+++ Task inputs +++

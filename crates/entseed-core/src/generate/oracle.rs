//! # Value Oracle
//!
//! Produces one random value for a field. The row generator only relies on
//! the [`ValueOracle`] contract; [`FakeOracle`] is the default implementation.
//!
//! Resolution order for a single value:
//!
//! 1. Nullable fields are NULL half of the time.
//! 2. String columns whose name matches a known pattern (phone, email,
//!    password, first/last name) get a dedicated generator.
//! 3. Otherwise the storage type decides.

use std::borrow::Cow;
use std::sync::LazyLock;

use base64::engine::general_purpose::STANDARD_NO_PAD;
use base64::Engine as _;
use chrono::{DateTime, Utc};
use fake::faker::name::en::{FirstName, LastName};
use fake::Fake;
use rand::Rng;
use regex::Regex;
use sha2::{Digest, Sha256};
use uuid::Builder;

use crate::error::{EntseedError, Result};
use crate::generate::chance::Chance;
use crate::generate::value::Value;
use crate::schema::naming::table_name;
use crate::schema::types::{DbType, Entities, FieldDescriptor};

/// Everything the oracle may look at to produce a value.
pub struct ValueRequest<'a> {
    /// Entity owning the field.
    pub entity: &'a str,
    pub field: &'a FieldDescriptor,
    /// Storage column of the field.
    pub column: &'a str,
    /// All entities, needed for enums backed by a fixed-row entity.
    pub lookup: Option<&'a Entities>,
}

/// Source of field values for generated rows.
pub trait ValueOracle {
    fn value(&mut self, request: &ValueRequest<'_>, chance: &mut Chance) -> Result<Value>;
}

/// Column-name driven generators that take priority over the type default.
#[derive(Debug, Clone, Copy, PartialEq, Eq)]
enum Override {
    Phone,
    Email,
    Password,
    FirstName,
    LastName,
}

struct CompiledOverride {
    pattern: Regex,
    kind: Override,
}

/// Patterns are tried in order; the first match wins.
const OVERRIDE_RULES: &[(&str, Override)] = &[
    (r"^phone(_number)?|_phone$|_phone_number$", Override::Phone),
    (r"^email(_address)|_email$", Override::Email),
    (r"^password", Override::Password),
    (r"^first_?(name)?", Override::FirstName),
    (r"^last_?(name)?", Override::LastName),
];

static COMPILED_OVERRIDES: LazyLock<Vec<CompiledOverride>> = LazyLock::new(|| {
    OVERRIDE_RULES
        .iter()
        .map(|(pattern, kind)| CompiledOverride {
            pattern: Regex::new(pattern).unwrap(),
            kind: *kind,
        })
        .collect()
});

/// E.164 number in the North American Numbering Plan.
static US_E164: LazyLock<Regex> = LazyLock::new(|| Regex::new(r"^\+1[2-9]\d{2}[2-9]\d{6}$").unwrap());

const EMAIL_DOMAIN: &str = "email.com";

/// Default oracle backed by `fake`, `uuid` and `chrono`.
pub struct FakeOracle {
    /// Instant all temporal values are derived from, captured once per run.
    now: DateTime<Utc>,
}

impl FakeOracle {
    pub fn new() -> Self {
        Self { now: Utc::now() }
    }

    /// Oracle pinned to a fixed instant.
    pub fn at(now: DateTime<Utc>) -> Self {
        Self { now }
    }

    fn by_type(&self, request: &ValueRequest<'_>, chance: &mut Chance) -> Result<Value> {
        let field = request.field;
        let value = match field.field_type.db_type {
            DbType::Uuid => Value::Uuid(Builder::from_random_bytes(chance.rng().random()).into_uuid()),
            DbType::Boolean => Value::Bool(chance.coin_flip()),
            DbType::Date => Value::Date(self.now.date_naive()),
            DbType::Time => Value::Time(self.now.time()),
            DbType::Timetz => Value::TimeTz(self.now.time()),
            DbType::Timestamp => Value::Timestamp(self.now.naive_utc()),
            DbType::Timestamptz => Value::TimestampTz(self.now),
            DbType::String => Value::String(Cow::Owned(random_token(chance))),
            DbType::Int | DbType::BigInt => Value::Int(chance.rng().random_range(0..100_000_000)),
            DbType::Float => Value::Float(chance.rng().random::<f64>() * 100_000_000.0),
            DbType::Json | DbType::Jsonb => Value::Json(serde_json::json!({})),
            DbType::Enum | DbType::StringEnum => return enum_value(request, chance),
        };
        Ok(value)
    }
}

impl Default for FakeOracle {
    fn default() -> Self {
        Self::new()
    }
}

impl ValueOracle for FakeOracle {
    fn value(&mut self, request: &ValueRequest<'_>, chance: &mut Chance) -> Result<Value> {
        if request.field.nullable && chance.coin_flip() {
            return Ok(Value::Null);
        }

        if request.field.field_type.db_type == DbType::String {
            if let Some(kind) = match_override(request.column) {
                return override_value(kind, request.column, chance);
            }
        }

        self.by_type(request, chance)
    }
}

fn match_override(column: &str) -> Option<Override> {
    COMPILED_OVERRIDES
        .iter()
        .find(|rule| rule.pattern.is_match(column))
        .map(|rule| rule.kind)
}

/// Phone numbers must be valid E.164 `+1` numbers; a bad one is fatal and
/// never retried.
fn checked_phone(column: &str, phone: String) -> Result<Value> {
    if !US_E164.is_match(&phone) {
        return Err(EntseedError::ValueGeneration {
            column: column.to_string(),
            message: format!("invalid phone number {}", phone),
        });
    }
    Ok(Value::String(Cow::Owned(phone)))
}

fn override_value(kind: Override, column: &str, chance: &mut Chance) -> Result<Value> {
    let value = match kind {
        Override::Phone => checked_phone(column, random_phone_number(chance))?,
        Override::Email => Value::String(Cow::Owned(format!(
            "test+{}@{}",
            random_token(chance),
            EMAIL_DOMAIN
        ))),
        Override::Password => Value::String(Cow::Owned(hash_password(
            &random_token(chance),
            chance,
        ))),
        Override::FirstName => Value::String(Cow::Owned(FirstName().fake_with_rng(chance.rng()))),
        Override::LastName => Value::String(Cow::Owned(LastName().fake_with_rng(chance.rng()))),
    };
    Ok(value)
}

fn enum_value(request: &ValueRequest<'_>, chance: &mut Chance) -> Result<Value> {
    let field = request.field;
    if let Some(values) = &field.field_type.values {
        if let Some(v) = chance.pick(values) {
            return Ok(Value::String(Cow::Owned(v.clone())));
        }
    }

    let Some(fk) = &field.foreign_key else {
        return Err(EntseedError::UnsupportedType {
            entity: request.entity.to_string(),
            field: field.name.clone(),
            message: "enum without values or a foreign key".to_string(),
        });
    };

    let lookup = request.lookup.ok_or_else(|| EntseedError::UnsupportedType {
        entity: request.entity.to_string(),
        field: field.name.clone(),
        message: "enum with a foreign key needs the schema to look up values".to_string(),
    })?;
    let target = lookup
        .get(&fk.schema)
        .ok_or_else(|| EntseedError::MissingEntity {
            entity: fk.schema.clone(),
        })?;
    let rows = target.db_rows.as_deref().unwrap_or_default();
    let row = chance
        .pick(rows)
        .ok_or_else(|| EntseedError::MissingFixedRows {
            entity: fk.schema.clone(),
            needed_by: format!("{}.{}", request.entity, field.name),
        })?;
    row.get(&fk.column)
        .map(Value::from_json)
        .ok_or_else(|| EntseedError::MissingColumn {
            entity: request.entity.to_string(),
            table: table_name(&fk.schema),
            column: fk.column.clone(),
            row_index: 0,
        })
}

/// Opaque lowercase hex token.
fn random_token(chance: &mut Chance) -> String {
    format!("{:x}", chance.rng().random::<u64>())
}

/// `+1NXXNXXXXXX` where N is 2-9.
fn random_phone_number(chance: &mut Chance) -> String {
    let rng = chance.rng();
    let area: u32 = rng.random_range(200..1000);
    let exchange: u32 = rng.random_range(200..1000);
    let line: u32 = rng.random_range(0..10_000);
    format!("+1{:03}{:03}{:04}", area, exchange, line)
}

/// Salted SHA-256 digest: `$sha256$<salt>$<digest>`, both base64.
fn hash_password(password: &str, chance: &mut Chance) -> String {
    let salt: [u8; 16] = chance.rng().random();
    let mut hasher = Sha256::new();
    hasher.update(salt);
    hasher.update(password.as_bytes());
    let digest = hasher.finalize();
    format!(
        "$sha256${}${}",
        STANDARD_NO_PAD.encode(salt),
        STANDARD_NO_PAD.encode(digest)
    )
}

#[cfg(test)]
mod tests {
    use super::*;
    use crate::schema::types::EntityDescriptor;

    fn value_for(field: &FieldDescriptor, column: &str) -> Result<Value> {
        let mut oracle = FakeOracle::new();
        let mut chance = Chance::seeded(42);
        oracle.value(
            &ValueRequest {
                entity: "User",
                field,
                column,
                lookup: None,
            },
            &mut chance,
        )
    }

    fn string_for(column: &str) -> String {
        let field = FieldDescriptor::new(column, DbType::String);
        value_for(&field, column)
            .unwrap()
            .as_string()
            .unwrap()
            .to_string()
    }

    #[test]
    fn test_invalid_phone_number_is_fatal() {
        let err = checked_phone("phone_number", "+1055512345".to_string()).unwrap_err();
        match err {
            EntseedError::ValueGeneration { column, message } => {
                assert_eq!(column, "phone_number");
                assert!(message.contains("+1055512345"));
            }
            other => panic!("unexpected error: {other}"),
        }

        let ok = checked_phone("phone_number", "+14155552671".to_string()).unwrap();
        assert_eq!(ok.as_string(), Some("+14155552671"));
    }

    #[test]
    fn test_plain_string() {
        let s = string_for("foo");
        assert!(!s.is_empty());
        assert!(s.chars().all(|c| c.is_ascii_hexdigit()));
    }

    #[test]
    fn test_email_override() {
        let s = string_for("email_address");
        assert!(s.starts_with("test+"));
        assert!(s.ends_with("@email.com"));
        assert!(string_for("work_email").ends_with("@email.com"));
    }

    #[test]
    fn test_phone_override_is_e164() {
        for column in ["phone_number", "phone", "work_phone", "home_phone_number"] {
            let s = string_for(column);
            assert!(s.starts_with("+1"), "{column}: {s}");
            assert_eq!(s.len(), 12, "{column}: {s}");
        }
    }

    #[test]
    fn test_password_override_is_hashed() {
        let s = string_for("password");
        assert!(s.starts_with("$sha256$"));
        assert_eq!(s.split('$').count(), 4);
    }

    #[test]
    fn test_name_overrides_are_capitalized() {
        for column in ["first_name", "last_name"] {
            let s = string_for(column);
            assert!(s.chars().next().unwrap().is_uppercase(), "{column}: {s}");
        }
    }

    #[test]
    fn test_overrides_only_apply_to_strings() {
        let field = FieldDescriptor::new("phone", DbType::Int);
        assert!(matches!(value_for(&field, "phone").unwrap(), Value::Int(_)));
    }

    #[test]
    fn test_numeric_types() {
        let int = FieldDescriptor::new("count", DbType::Int);
        match value_for(&int, "count").unwrap() {
            Value::Int(i) => assert!((0..100_000_000).contains(&i)),
            other => panic!("expected Int, got {other:?}"),
        }
        let float = FieldDescriptor::new("score", DbType::Float);
        match value_for(&float, "score").unwrap() {
            Value::Float(f) => assert!(f.fract() != 0.0),
            other => panic!("expected Float, got {other:?}"),
        }
    }

    #[test]
    fn test_uuid_and_temporal_types() {
        let id = FieldDescriptor::new("ID", DbType::Uuid);
        assert!(value_for(&id, "id").unwrap().as_uuid().is_some());

        let date = FieldDescriptor::new("date", DbType::Date);
        let rendered = value_for(&date, "date").unwrap().to_csv_string();
        assert_eq!(rendered.len(), 10);
        assert_eq!(&rendered[4..5], "-");

        let ts = FieldDescriptor::new("created_at", DbType::Timestamptz);
        assert!(matches!(
            value_for(&ts, "created_at").unwrap(),
            Value::TimestampTz(_)
        ));
    }

    #[test]
    fn test_nullable_is_sometimes_null() {
        let field = FieldDescriptor::new("apartment", DbType::String).nullable();
        let mut oracle = FakeOracle::new();
        let mut chance = Chance::seeded(3);
        let request = ValueRequest {
            entity: "Address",
            field: &field,
            column: "apartment",
            lookup: None,
        };
        let nulls = (0..100)
            .filter(|_| oracle.value(&request, &mut chance).unwrap().is_null())
            .count();
        assert!(nulls > 20 && nulls < 80, "expected about half NULL, got {nulls}");
    }

    #[test]
    fn test_enum_values() {
        let days = ["Monday", "Tuesday", "Wednesday"];
        let field = FieldDescriptor::new("day", DbType::Enum).enum_values(&days);
        let v = value_for(&field, "day").unwrap();
        assert!(days.contains(&v.as_string().unwrap()));
    }

    #[test]
    fn test_enum_backed_by_fixed_rows() {
        let mut row = serde_json::Map::new();
        row.insert("outcome".into(), serde_json::json!("COMPLETED"));
        let outcome = EntityDescriptor::new("RequestOutcome")
            .with_field(FieldDescriptor::new("outcome", DbType::String))
            .with_db_rows(vec![row]);
        let lookup: Entities = [(outcome.name.clone(), outcome)].into_iter().collect();

        let field = FieldDescriptor::new("outcome", DbType::Enum).references("RequestOutcome", "outcome");
        let mut oracle = FakeOracle::new();
        let mut chance = Chance::seeded(1);
        let request = ValueRequest {
            entity: "Request",
            field: &field,
            column: "outcome",
            lookup: Some(&lookup),
        };
        let v = oracle.value(&request, &mut chance).unwrap();
        assert_eq!(v.as_string(), Some("COMPLETED"));

        let without_lookup = ValueRequest {
            lookup: None,
            ..request
        };
        assert!(oracle.value(&without_lookup, &mut chance).is_err());
    }

    #[test]
    fn test_enum_backed_by_entity_without_rows_fails() {
        let plain = EntityDescriptor::new("Status").with_field(FieldDescriptor::new("name", DbType::String));
        let lookup: Entities = [(plain.name.clone(), plain)].into_iter().collect();
        let field = FieldDescriptor::new("status", DbType::Enum).references("Status", "name");
        let mut chance = Chance::seeded(1);
        let err = FakeOracle::new()
            .value(
                &ValueRequest {
                    entity: "Request",
                    field: &field,
                    column: "status",
                    lookup: Some(&lookup),
                },
                &mut chance,
            )
            .unwrap_err();
        assert!(matches!(err, EntseedError::MissingFixedRows { .. }));
    }
}
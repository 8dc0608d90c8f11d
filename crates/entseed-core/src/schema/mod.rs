//! # Schema Model
//!
//! Entity descriptors as produced by the external schema reader, plus the
//! naming rules that turn entity and field names into tables, columns and
//! edge names.

pub mod load;
pub mod naming;
pub mod types;
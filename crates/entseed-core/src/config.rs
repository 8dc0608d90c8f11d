//! # Configuration File Parser
//!
//! Reads `entseed.toml`, the optional file holding defaults for the CLI.
//! Flags given on the command line always win over the file.
//!
//! Example `entseed.toml`:
//!
//! ```toml
//! [database]
//! url = "postgres://localhost/app"
//!
//! [generate]
//! rows = 10000
//! seed = 42
//! restrict = ["Contact"]
//! output_dir = "data/inserts"
//! keep_files = false
//! ```

use std::path::{Path, PathBuf};

use serde::Deserialize;

use crate::error::{EntseedError, Result};

/// Default config file name.
pub const CONFIG_FILE_NAME: &str = "entseed.toml";

/// Rows per entity (or edges) when neither the CLI nor the file says.
pub const DEFAULT_ROWS: usize = 10_000;

/// Where CSV files go when neither the CLI nor the file says.
pub const DEFAULT_OUTPUT_DIR: &str = "data/inserts";

/// Top-level entseed.toml structure.
#[derive(Debug, Clone, Default, Deserialize)]
#[serde(default)]
pub struct EntseedConfig {
    pub database: DatabaseConfig,
    pub generate: GenerateConfig,

    /// Absolute path to the directory containing entseed.toml, so a relative
    /// `output_dir` resolves against the file rather than the CWD.
    #[serde(skip)]
    pub config_dir: Option<PathBuf>,
}

#[derive(Debug, Clone, Default, Deserialize)]
#[serde(default)]
pub struct DatabaseConfig {
    /// PostgreSQL URL the CSV files are loaded into.
    pub url: Option<String>,
}

#[derive(Debug, Clone, Default, Deserialize)]
#[serde(default)]
pub struct GenerateConfig {
    /// Rows per generated entity, or edges in edge mode.
    pub rows: Option<usize>,
    /// Fixed random seed for reproducible runs.
    pub seed: Option<u64>,
    /// Entities that actively generate rows (empty = all).
    pub restrict: Option<Vec<String>>,
    pub output_dir: Option<PathBuf>,
    /// Keep the CSV files after loading.
    pub keep_files: Option<bool>,
}

/// Read and parse entseed.toml from the given directory.
///
/// Returns `None` if the file doesn't exist (config is optional).
/// Returns an error if the file exists but can't be parsed.
pub fn read_config(dir: &Path) -> Result<Option<EntseedConfig>> {
    let path = dir.join(CONFIG_FILE_NAME);
    if !path.exists() {
        return Ok(None);
    }

    let content = std::fs::read_to_string(&path).map_err(|e| EntseedError::Config {
        message: format!("Failed to read {}: {}", path.display(), e),
    })?;

    let mut config: EntseedConfig =
        toml::from_str(&content).map_err(|e| EntseedError::Config {
            message: format!("Failed to parse {}: {}", path.display(), e),
        })?;

    config.config_dir = Some(std::fs::canonicalize(dir).unwrap_or_else(|_| dir.to_path_buf()));
    config.validate()?;

    Ok(Some(config))
}

impl EntseedConfig {
    /// Validate what serde cannot enforce.
    pub fn validate(&self) -> Result<()> {
        if self.generate.rows == Some(0) {
            return Err(EntseedError::Config {
                message: "generate.rows must be at least 1".to_string(),
            });
        }
        if let Some(restrict) = &self.generate.restrict {
            if let Some(blank) = restrict.iter().find(|name| name.trim().is_empty()) {
                return Err(EntseedError::Config {
                    message: format!("generate.restrict contains an empty entity name: {:?}", blank),
                });
            }
        }
        if let Some(url) = &self.database.url {
            if !(url.starts_with("postgres://") || url.starts_with("postgresql://")) {
                return Err(EntseedError::Config {
                    message: format!(
                        "database.url must be a PostgreSQL URL, got '{}'",
                        crate::output::copy::sanitize_url(url)
                    ),
                });
            }
        }
        Ok(())
    }

    /// Output directory from the file, resolved against its location.
    pub fn output_dir(&self) -> Option<PathBuf> {
        let dir = self.generate.output_dir.as_ref()?;
        match &self.config_dir {
            Some(base) if dir.is_relative() => Some(base.join(dir)),
            _ => Some(dir.clone()),
        }
    }
}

+++

Among the records, find all lines that include the string "target" and return them.

    let target = lookup
    let rows = target.db_rows.as_deref().unwrap_or_default();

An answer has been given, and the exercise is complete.